Monday 24 May 2010

News agencies' group condemns PA public service reporting plan as being 'UK version of Pravda'


The National Association of Press Agencies is seeking talks with the new coalition government in a bid to kill the PA plan for a public service reporting network - described by NAPA as "some kind of UK version of Pravda".
The association, which represents the UK's freelance news agencies, has revealed that it held talks last year with the Department of Culture Media and Sport and with the then Conservative shadow culture spokesman Jeremy Hunt MP.

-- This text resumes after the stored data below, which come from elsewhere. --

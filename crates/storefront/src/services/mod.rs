//! Business logic services for storefront.
//!
//! # Services
//!
//! - `catalog` - Listing/search over the cached product collection, categories
//! - `cart` - Joins session cart lines with catalog data for display
//! - `checkout` - Turns a cart into an order payload

pub mod cart;
pub mod catalog;
pub mod checkout;
//! Category index migration.
//!
//! Categories used to carry a unique index on `slug` alone, which stops the
//! same subcategory (say "bathroom") from existing under two parents. This
//! migration replaces it with a unique index on `(slug, parent)`.
//!
//! # Usage
//!
//! ```bash
//! # Apply
//! tilestore-cli migrate category-index
//!
//! # Show what would change
//! tilestore-cli migrate category-index --dry-run
//!
//! # List current index names
//! tilestore-cli indexes
//! ```
//!
//! Running the migration again is harmless: dropping an absent index counts
//! as success and re-creating an identical index is a no-op.

use async_trait::async_trait;
use mongodb::bson::Document;
use mongodb::error::ErrorKind;
use mongodb::options::{ClientOptions, IndexOptions};
use mongodb::{Client, Collection, IndexModel};
use tracing::{info, warn};

use crate::settings::MongoSettings;

/// Name of the legacy single-field unique index.
pub const LEGACY_INDEX: &str = "slug_1";

/// Name of the compound unique index.
pub const COMPOUND_INDEX: &str = "slug_1_parent_1";

/// `NamespaceNotFound`: the collection does not exist.
const NAMESPACE_NOT_FOUND: i32 = 26;

/// `IndexNotFound`: no index with the given name.
const INDEX_NOT_FOUND: i32 = 27;

/// `IndexOptionsConflict` and `IndexKeySpecsConflict`.
const INDEX_CONFLICT: [i32; 2] = [85, 86];

/// Errors that abort a migration.
#[derive(Debug, thiserror::Error)]
pub enum MigrationError {
    #[error("Missing configuration: {0}")]
    MissingConfig(&'static str),

    #[error("Database error: {0}")]
    Database(#[from] mongodb::error::Error),

    /// An index with the target name exists with a different definition.
    #[error("Index {0} exists with a different definition")]
    Conflict(String),
}

/// Whether a failed drop only means there was nothing to drop.
const fn is_absent_code(code: i32) -> bool {
    matches!(code, NAMESPACE_NOT_FOUND | INDEX_NOT_FOUND)
}

fn command_code(err: &mongodb::error::Error) -> Option<i32> {
    match err.kind.as_ref() {
        ErrorKind::Command(command) => Some(command.code),
        _ => None,
    }
}

fn is_absent(err: &mongodb::error::Error) -> bool {
    command_code(err).is_some_and(is_absent_code)
}

// =============================================================================
// Index store
// =============================================================================

/// A unique index definition: key fields in order, all ascending.
#[derive(Debug, Clone, PartialEq, Eq)]
pub struct UniqueIndex {
    pub name: String,
    pub fields: Vec<String>,
}

impl UniqueIndex {
    /// The `(slug, parent)` index this migration installs.
    #[must_use]
    pub fn slug_parent() -> Self {
        Self {
            name: COMPOUND_INDEX.to_string(),
            fields: vec!["slug".to_string(), "parent".to_string()],
        }
    }

    fn keys(&self) -> Document {
        self.fields
            .iter()
            .map(|field| (field.clone(), 1_i32.into()))
            .collect()
    }
}

/// What happened to an index the migration tried to drop.
#[derive(Debug, Clone, Copy, PartialEq, Eq)]
pub enum DropOutcome {
    Dropped,
    Absent,
}

/// The index operations the migration needs from a collection.
#[async_trait]
pub trait IndexStore: Send + Sync {
    /// Names of all indexes; empty if the collection does not exist.
    async fn index_names(&self) -> Result<Vec<String>, MigrationError>;

    /// Drop an index by name. A missing index or collection is `Absent`.
    async fn drop_index(&self, name: &str) -> Result<DropOutcome, MigrationError>;

    /// Create a unique index. Creating an identical index again is a no-op.
    async fn create_unique_index(&self, index: &UniqueIndex) -> Result<(), MigrationError>;
}

/// [`IndexStore`] over a MongoDB collection.
pub struct MongoIndexStore {
    collection: Collection<Document>,
}

impl MongoIndexStore {
    #[must_use]
    pub fn new(client: &Client, settings: &MongoSettings) -> Self {
        Self {
            collection: client
                .database(&settings.database)
                .collection(&settings.collection),
        }
    }
}

#[async_trait]
impl IndexStore for MongoIndexStore {
    async fn index_names(&self) -> Result<Vec<String>, MigrationError> {
        match self.collection.list_index_names().await {
            Ok(names) => Ok(names),
            Err(e) if is_absent(&e) => Ok(Vec::new()),
            Err(e) => Err(e.into()),
        }
    }

    async fn drop_index(&self, name: &str) -> Result<DropOutcome, MigrationError> {
        match self.collection.drop_index(name).await {
            Ok(()) => Ok(DropOutcome::Dropped),
            Err(e) if is_absent(&e) => Ok(DropOutcome::Absent),
            Err(e) => Err(e.into()),
        }
    }

    async fn create_unique_index(&self, index: &UniqueIndex) -> Result<(), MigrationError> {
        let model = IndexModel::builder()
            .keys(index.keys())
            .options(
                IndexOptions::builder()
                    .unique(true)
                    .name(index.name.clone())
                    .build(),
            )
            .build();

        match self.collection.create_index(model).await {
            Ok(_) => Ok(()),
            Err(e) if command_code(&e).is_some_and(|code| INDEX_CONFLICT.contains(&code)) => {
                Err(MigrationError::Conflict(index.name.clone()))
            }
            Err(e) => Err(e.into()),
        }
    }
}

// =============================================================================
// Migration
// =============================================================================

/// The changes a migration run would make, given the current indexes.
#[derive(Debug, Clone, Copy, PartialEq, Eq)]
pub struct Plan {
    pub drop_legacy: bool,
    pub create_compound: bool,
}

impl Plan {
    /// Work out the plan from the current index names.
    #[must_use]
    pub fn from_index_names(names: &[String]) -> Self {
        Self {
            drop_legacy: names.iter().any(|n| n == LEGACY_INDEX),
            create_compound: !names.iter().any(|n| n == COMPOUND_INDEX),
        }
    }

    /// Whether the collection is already migrated.
    #[must_use]
    pub const fn is_noop(self) -> bool {
        !self.drop_legacy && !self.create_compound
    }
}

/// Result of an applied migration.
#[derive(Debug, Clone, Copy, PartialEq, Eq)]
pub struct Report {
    pub legacy: DropOutcome,
}

/// Drop the legacy index, then ensure the compound one.
///
/// # Errors
///
/// Returns any database error other than an absent index or collection.
pub async fn apply(store: &dyn IndexStore) -> Result<Report, MigrationError> {
    let legacy = store.drop_index(LEGACY_INDEX).await?;
    match legacy {
        DropOutcome::Dropped => info!(index = LEGACY_INDEX, "Dropped legacy index"),
        DropOutcome::Absent => info!(index = LEGACY_INDEX, "Legacy index already absent"),
    }

    store.create_unique_index(&UniqueIndex::slug_parent()).await?;
    info!(index = COMPOUND_INDEX, "Compound unique index in place");

    Ok(Report { legacy })
}

/// Report what [`apply`] would do without changing anything.
///
/// # Errors
///
/// Returns an error if the index list cannot be read.
pub async fn plan(store: &dyn IndexStore) -> Result<Plan, MigrationError> {
    let names = store.index_names().await?;
    info!(indexes = ?names, "Current indexes");

    let plan = Plan::from_index_names(&names);
    if plan.is_noop() {
        info!("Nothing to do: collection is already migrated");
    } else {
        if plan.drop_legacy {
            info!(index = LEGACY_INDEX, "Would drop");
        }
        if plan.create_compound {
            info!(index = COMPOUND_INDEX, "Would create (unique on slug, parent)");
        }
    }
    Ok(plan)
}

async fn connect(settings: &MongoSettings) -> Result<Client, MigrationError> {
    let mut options = ClientOptions::parse(&settings.url).await?;
    options.app_name = Some("tilestore-cli".to_string());
    Ok(Client::with_options(options)?)
}

/// Run the category index migration against the configured database.
///
/// The client is shut down whether or not the migration succeeds.
///
/// # Errors
///
/// Returns an error if the connection or any non-benign index operation fails.
pub async fn category_index(settings: &MongoSettings, dry_run: bool) -> Result<(), MigrationError> {
    info!(
        database = %settings.database,
        collection = %settings.collection,
        dry_run,
        "Migrating category index"
    );

    let client = connect(settings).await?;
    let result = {
        let store = MongoIndexStore::new(&client, settings);
        if dry_run {
            plan(&store).await.map(|_| ())
        } else {
            apply(&store).await.map(|_| ())
        }
    };

    client.shutdown().await;

    match &result {
        Ok(()) if !dry_run => info!("Category index migration complete"),
        Ok(()) => {}
        Err(e) => warn!(error = %e, "Category index migration aborted"),
    }
    result
}

/// List index names on the configured collection.
///
/// # Errors
///
/// Returns an error if the connection or listing fails.
pub async fn list_indexes(settings: &MongoSettings) -> Result<Vec<String>, MigrationError> {
    let client = connect(settings).await?;
    let result = MongoIndexStore::new(&client, settings).index_names().await;
    client.shutdown().await;
    result
}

NAPA said it was now planning further talks with Hunt, following his appointment as Culture Secretary. It says the original proposals for the PA unit - which would aim to fill the reporting gap left by the local press cutting its court and council coverage - suggested that funding could come from top-slicing the BBC TV Licence Fee, but NAPA questions the concept of using public money "to distort the competitive market for news in the UK."
NAPA treasurer Chris Johnson said: "This would be the first step on a slippery slope to further demands for the BBC licence fee cash to be used to subsidise all kinds of reporting deemed 'too expensive' for commercial companies. Many NAPA members find that with the retrenchment of local newspapers they are increasingly being called-upon to provide grass-roots content of all kinds.
"We can see no justification for replacing staff who have been made redundant with an expanded network of PA staff subsidised with public money. It would tend towards creating a dangerous reporting monoculture - some kind of UK version of Pravda - and a phenomenon that is quite alien to the British news industry and a free press.
"NAPA will raise its concerns with Jeremy Hunt and will encourage the DCMS to examine the potentially damaging and distorting effects this plan would have on an already a fragile market. We believe that it would distort the market and serious discourage new entrants from setting-up in business. It would be anti-competitive, and should be resisted at all costs."